#### The data ####

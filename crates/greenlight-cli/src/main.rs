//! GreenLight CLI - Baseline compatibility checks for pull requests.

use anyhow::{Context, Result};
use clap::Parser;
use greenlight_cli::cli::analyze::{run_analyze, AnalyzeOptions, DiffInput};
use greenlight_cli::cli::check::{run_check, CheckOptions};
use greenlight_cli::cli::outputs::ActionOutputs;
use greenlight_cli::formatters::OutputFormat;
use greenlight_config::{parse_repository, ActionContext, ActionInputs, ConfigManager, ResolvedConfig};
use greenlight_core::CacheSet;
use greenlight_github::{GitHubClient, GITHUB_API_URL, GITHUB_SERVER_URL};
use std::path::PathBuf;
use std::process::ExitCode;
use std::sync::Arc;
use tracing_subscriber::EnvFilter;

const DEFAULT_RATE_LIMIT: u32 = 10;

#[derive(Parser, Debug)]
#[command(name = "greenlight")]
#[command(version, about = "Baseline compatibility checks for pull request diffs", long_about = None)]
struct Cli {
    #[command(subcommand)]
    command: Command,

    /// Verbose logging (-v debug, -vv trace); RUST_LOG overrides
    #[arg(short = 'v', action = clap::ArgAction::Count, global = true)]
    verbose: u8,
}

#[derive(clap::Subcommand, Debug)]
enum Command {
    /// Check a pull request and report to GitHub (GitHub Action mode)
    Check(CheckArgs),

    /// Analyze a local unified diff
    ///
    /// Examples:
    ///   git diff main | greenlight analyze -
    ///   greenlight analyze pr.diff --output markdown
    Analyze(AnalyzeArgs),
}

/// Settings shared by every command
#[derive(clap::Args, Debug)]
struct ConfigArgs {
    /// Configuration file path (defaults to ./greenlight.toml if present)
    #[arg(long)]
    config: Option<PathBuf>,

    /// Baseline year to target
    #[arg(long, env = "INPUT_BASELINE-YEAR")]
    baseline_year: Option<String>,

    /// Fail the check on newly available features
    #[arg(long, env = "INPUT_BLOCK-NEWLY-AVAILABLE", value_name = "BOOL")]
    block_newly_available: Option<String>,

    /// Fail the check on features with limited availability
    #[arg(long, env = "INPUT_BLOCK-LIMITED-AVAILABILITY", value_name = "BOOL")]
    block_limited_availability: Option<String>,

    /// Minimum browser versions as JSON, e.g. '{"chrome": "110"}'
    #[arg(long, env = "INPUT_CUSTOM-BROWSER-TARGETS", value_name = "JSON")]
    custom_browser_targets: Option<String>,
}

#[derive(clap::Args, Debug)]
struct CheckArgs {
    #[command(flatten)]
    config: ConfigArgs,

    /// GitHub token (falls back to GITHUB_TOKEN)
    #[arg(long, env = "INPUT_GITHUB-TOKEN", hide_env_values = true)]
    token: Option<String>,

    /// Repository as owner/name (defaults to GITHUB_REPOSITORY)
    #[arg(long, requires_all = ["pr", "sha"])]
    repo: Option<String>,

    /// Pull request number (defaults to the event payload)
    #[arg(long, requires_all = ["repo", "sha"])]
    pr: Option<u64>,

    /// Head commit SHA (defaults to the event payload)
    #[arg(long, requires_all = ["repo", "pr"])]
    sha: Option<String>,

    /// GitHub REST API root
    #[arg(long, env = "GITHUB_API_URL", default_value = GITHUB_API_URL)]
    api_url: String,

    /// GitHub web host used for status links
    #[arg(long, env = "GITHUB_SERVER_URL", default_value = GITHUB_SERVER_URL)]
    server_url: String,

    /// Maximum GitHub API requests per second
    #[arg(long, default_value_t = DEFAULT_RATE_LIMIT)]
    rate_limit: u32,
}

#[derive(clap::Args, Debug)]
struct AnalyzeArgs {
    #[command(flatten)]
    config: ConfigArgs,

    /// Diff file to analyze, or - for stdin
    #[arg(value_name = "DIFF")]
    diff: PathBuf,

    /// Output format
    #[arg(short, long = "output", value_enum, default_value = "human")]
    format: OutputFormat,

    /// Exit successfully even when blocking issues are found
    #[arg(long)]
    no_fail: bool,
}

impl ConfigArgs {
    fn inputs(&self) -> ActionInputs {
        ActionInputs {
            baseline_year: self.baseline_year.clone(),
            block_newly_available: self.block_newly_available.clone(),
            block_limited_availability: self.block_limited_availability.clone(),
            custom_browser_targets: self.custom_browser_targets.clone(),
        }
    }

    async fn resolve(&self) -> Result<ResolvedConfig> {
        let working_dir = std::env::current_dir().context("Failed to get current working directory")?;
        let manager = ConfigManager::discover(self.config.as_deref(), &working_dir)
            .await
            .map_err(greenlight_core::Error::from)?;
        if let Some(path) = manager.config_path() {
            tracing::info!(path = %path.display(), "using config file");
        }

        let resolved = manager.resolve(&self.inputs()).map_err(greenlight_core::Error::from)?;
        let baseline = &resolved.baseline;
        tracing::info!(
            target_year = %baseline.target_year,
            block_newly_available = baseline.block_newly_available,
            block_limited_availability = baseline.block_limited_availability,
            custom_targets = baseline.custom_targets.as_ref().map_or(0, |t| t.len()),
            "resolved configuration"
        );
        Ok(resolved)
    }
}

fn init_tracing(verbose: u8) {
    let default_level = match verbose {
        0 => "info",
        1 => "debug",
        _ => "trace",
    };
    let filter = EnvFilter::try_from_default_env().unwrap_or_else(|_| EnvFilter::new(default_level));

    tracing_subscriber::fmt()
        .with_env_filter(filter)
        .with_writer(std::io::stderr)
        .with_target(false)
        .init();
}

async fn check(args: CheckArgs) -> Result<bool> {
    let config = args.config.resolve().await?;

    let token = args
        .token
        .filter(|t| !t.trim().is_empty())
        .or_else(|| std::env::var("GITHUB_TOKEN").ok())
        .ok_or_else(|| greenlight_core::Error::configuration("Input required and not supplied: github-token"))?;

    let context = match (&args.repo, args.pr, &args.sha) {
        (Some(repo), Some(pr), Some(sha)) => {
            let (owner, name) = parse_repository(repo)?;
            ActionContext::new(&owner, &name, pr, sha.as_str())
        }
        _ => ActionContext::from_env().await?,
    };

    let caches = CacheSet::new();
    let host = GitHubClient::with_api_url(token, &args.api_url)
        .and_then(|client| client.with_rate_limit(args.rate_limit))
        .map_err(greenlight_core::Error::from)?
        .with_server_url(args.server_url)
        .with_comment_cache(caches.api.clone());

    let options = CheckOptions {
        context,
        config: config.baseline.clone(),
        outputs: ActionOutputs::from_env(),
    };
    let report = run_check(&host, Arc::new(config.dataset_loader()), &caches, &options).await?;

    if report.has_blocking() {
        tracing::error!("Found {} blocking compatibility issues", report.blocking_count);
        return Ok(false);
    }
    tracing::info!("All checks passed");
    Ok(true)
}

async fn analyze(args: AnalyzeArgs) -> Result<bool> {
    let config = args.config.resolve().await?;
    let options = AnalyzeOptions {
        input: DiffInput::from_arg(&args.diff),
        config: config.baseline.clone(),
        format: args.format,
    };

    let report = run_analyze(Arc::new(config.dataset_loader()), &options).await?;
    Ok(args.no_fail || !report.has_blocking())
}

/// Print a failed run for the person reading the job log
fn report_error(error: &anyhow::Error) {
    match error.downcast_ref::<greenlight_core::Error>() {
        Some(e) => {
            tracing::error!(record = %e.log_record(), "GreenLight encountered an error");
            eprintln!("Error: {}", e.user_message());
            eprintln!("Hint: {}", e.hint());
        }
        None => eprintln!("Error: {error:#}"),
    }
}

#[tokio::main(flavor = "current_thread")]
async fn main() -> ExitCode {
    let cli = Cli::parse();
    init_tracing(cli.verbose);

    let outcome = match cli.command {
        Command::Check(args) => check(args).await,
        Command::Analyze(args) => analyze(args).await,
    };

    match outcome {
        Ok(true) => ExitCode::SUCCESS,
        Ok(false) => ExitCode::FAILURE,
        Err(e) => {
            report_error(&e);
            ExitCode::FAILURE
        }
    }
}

####

Task description:
Without leaving anything out, repeat the data exactly.

Response to this task:
filename crates/greenlight-cli/src/main.rs
//! GreenLight CLI - Baseline compatibility checks for pull requests.

use anyhow::{Context, Result};
use clap::Parser;
use greenlight_cli::cli::analyze::{run_analyze, AnalyzeOptions, DiffInput};
use greenlight_cli::cli::check::{run_check, CheckOptions};
use greenlight_cli::cli::outputs::ActionOutputs;
use greenlight_cli::formatters::OutputFormat;
use greenlight_config::{parse_repository, ActionContext, ActionInputs, ConfigManager, ResolvedConfig};
use greenlight_core::CacheSet;
use greenlight_github::{GitHubClient, GITHUB_API_URL, GITHUB_SERVER_URL};
use std::path::PathBuf;
use std::process::ExitCode;
use std::sync::Arc;
use tracing_subscriber::EnvFilter;

const DEFAULT_RATE_LIMIT: u32 = 10;

#[derive(Parser, Debug)]
#[command(name = "greenlight")]
#[command(version, about = "Baseline compatibility checks for pull request diffs", long_about = None)]
struct Cli {
    #[command(subcommand)]
    command: Command,

    /// Verbose logging (-v debug, -vv trace); RUST_LOG overrides
    #[arg(short = 'v', action = clap::ArgAction::Count, global = true)]
    verbose: u8,
}

#[derive(clap::Subcommand, Debug)]
enum Command {
    /// Check a pull request and report to GitHub (GitHub Action mode)
    Check(CheckArgs),

    /// Analyze a local unified diff
    ///
    /// Examples:
    ///   git diff main | greenlight analyze -
    ///   greenlight analyze pr.diff --output markdown
    Analyze(AnalyzeArgs),
}

/// Settings shared by every command
#[derive(clap::Args, Debug)]
struct ConfigArgs {
    /// Configuration file path (defaults to ./greenlight.toml if present)
    #[arg(long)]
    config: Option<PathBuf>,

    /// Baseline year to target
    #[arg(long, env = "INPUT_BASELINE-YEAR")]
    baseline_year: Option<String>,

    /// Fail the check on newly available features
    #[arg(long, env = "INPUT_BLOCK-NEWLY-AVAILABLE", value_name = "BOOL")]
    block_newly_available: Option<String>,

    /// Fail the check on features with limited availability
    #[arg(long, env = "INPUT_BLOCK-LIMITED-AVAILABILITY", value_name = "BOOL")]
    block_limited_availability: Option<String>,

    /// Minimum browser versions as JSON, e.g. '{"chrome": "110"}'
    #[arg(long, env = "INPUT_CUSTOM-BROWSER-TARGETS", value_name = "JSON")]
    custom_browser_targets: Option<String>,
}

#[derive(clap::Args, Debug)]
struct CheckArgs {
    #[command(flatten)]
    config: ConfigArgs,

    /// GitHub token (falls back to GITHUB_TOKEN)
    #[arg(long, env = "INPUT_GITHUB-TOKEN", hide_env_values = true)]
    token: Option<String>,

    /// Repository as owner/name (defaults to GITHUB_REPOSITORY)
    #[arg(long, requires_all = ["pr", "sha"])]
    repo: Option<String>,

    /// Pull request number (defaults to the event payload)
    #[arg(long, requires_all = ["repo", "sha"])]
    pr: Option<u64>,

    /// Head commit SHA (defaults to the event payload)
    #[arg(long, requires_all = ["repo", "pr"])]
    sha: Option<String>,

    /// GitHub REST API root
    #[arg(long, env = "GITHUB_API_URL", default_value = GITHUB_API_URL)]
    api_url: String,

    /// GitHub web host used for status links
    #[arg(long, env = "GITHUB_SERVER_URL", default_value = GITHUB_SERVER_URL)]
    server_url: String,

    /// Maximum GitHub API requests per second
    #[arg(long, default_value_t = DEFAULT_RATE_LIMIT)]
    rate_limit: u32,
}

#[derive(clap::Args, Debug)]
struct AnalyzeArgs {
    #[command(flatten)]
    config: ConfigArgs,

    /// Diff file to analyze, or - for stdin
    #[arg(value_name = "DIFF")]
    diff: PathBuf,

    /// Output format
    #[arg(short, long = "output", value_enum, default_value = "human")]
    format: OutputFormat,

    /// Exit successfully even when blocking issues are found
    #[arg(long)]
    no_fail: bool,
}

impl ConfigArgs {
    fn inputs(&self) -> ActionInputs {
        ActionInputs {
            baseline_year: self.baseline_year.clone(),
            block_newly_available: self.block_newly_available.clone(),
            block_limited_availability: self.block_limited_availability.clone(),
            custom_browser_targets: self.custom_browser_targets.clone(),
        }
    }

    async fn resolve(&self) -> Result<ResolvedConfig> {
        let working_dir = std::env::current_dir().context("Failed to get current working directory")?;
        let manager = ConfigManager::discover(self.config.as_deref(), &working_dir)
            .await
            .map_err(greenlight_core::Error::from)?;
        if let Some(path) = manager.config_path() {
            tracing::info!(path = %path.display(), "using config file");
        }

        let resolved = manager.resolve(&self.inputs()).map_err(greenlight_core::Error::from)?;
        let baseline = &resolved.baseline;
        tracing::info!(
            target_year = %baseline.target_year,
            block_newly_available = baseline.block_newly_available,
            block_limited_availability = baseline.block_limited_availability,
            custom_targets = baseline.custom_targets.as_ref().map_or(0, |t| t.len()),
            "resolved configuration"
        );
        Ok(resolved)
    }
}

fn init_tracing(verbose: u8) {
    let default_level = match verbose {
        0 => "info",
        1 => "debug",
        _ => "trace",
    };
    let filter = EnvFilter::try_from_default_env().unwrap_or_else(|_| EnvFilter::new(default_level));

    tracing_subscriber::fmt()
        .with_env_filter(filter)
        .with_writer(std::io::stderr)
        .with_target(false)
        .init();
}

async fn check(args: CheckArgs) -> Result<bool> {
    let config = args.config.resolve().await?;

    let token = args
        .token
        .filter(|t| !t.trim().is_empty())
        .or_else(|| std::env::var("GITHUB_TOKEN").ok())
        .ok_or_else(|| greenlight_core::Error::configuration("Input required and not supplied: github-token"))?;

    let context = match (&args.repo, args.pr, &args.sha) {
        (Some(repo), Some(pr), Some(sha)) => {
            let (owner, name) = parse_repository(repo)?;
            ActionContext::new(&owner, &name, pr, sha.as_str())
        }
        _ => ActionContext::from_env().await?,
    };

    let caches = CacheSet::new();
    let host = GitHubClient::with_api_url(token, &args.api_url)
        .and_then(|client| client.with_rate_limit(args.rate_limit))
        .map_err(greenlight_core::Error::from)?
        .with_server_url(args.server_url)
        .with_comment_cache(caches.api.clone());

    let options = CheckOptions {
        context,
        config: config.baseline.clone(),
        outputs: ActionOutputs::from_env(),
    };
    let report = run_check(&host, Arc::new(config.dataset_loader()), &caches, &options).await?;

    if report.has_blocking() {
        tracing::error!("Found {} blocking compatibility issues", report.blocking_count);
        return Ok(false);
    }
    tracing::info!("All checks passed");
    Ok(true)
}

async fn analyze(args: AnalyzeArgs) -> Result<bool> {
    let config = args.config.resolve().await?;
    let options = AnalyzeOptions {
        input: DiffInput::from_arg(&args.diff),
        config: config.baseline.clone(),
        format: args.format,
    };

    let report = run_analyze(Arc::new(config.dataset_loader()), &options).await?;
    Ok(args.no_fail || !report.has_blocking())
}

/// Print a failed run for the person reading the job log
fn report_error(error: &anyhow::Error) {
    match error.downcast_ref::<greenlight_core::Error>() {
        Some(e) => {
            tracing::error!(record = %e.log_record(), "GreenLight encountered an error");
            eprintln!("Error: {}", e.user_message());
            eprintln!("Hint: {}", e.hint());
        }
        None => eprintln!("Error: {error:#}"),
    }
}

#[tokio::main(flavor = "current_thread")]
async fn main() -> ExitCode {
    let cli = Cli::parse();
    init_tracing(cli.verbose);

    let outcome = match cli.command {
        Command::Check(args) => check(args).await,
        Command::Analyze(args) => analyze(args).await,
    };

    match outcome {
        Ok(true) => ExitCode::SUCCESS,
        Ok(false) => ExitCode::FAILURE,
        Err(e) => {
            report_error(&e);
            ExitCode::FAILURE
        }
    }
}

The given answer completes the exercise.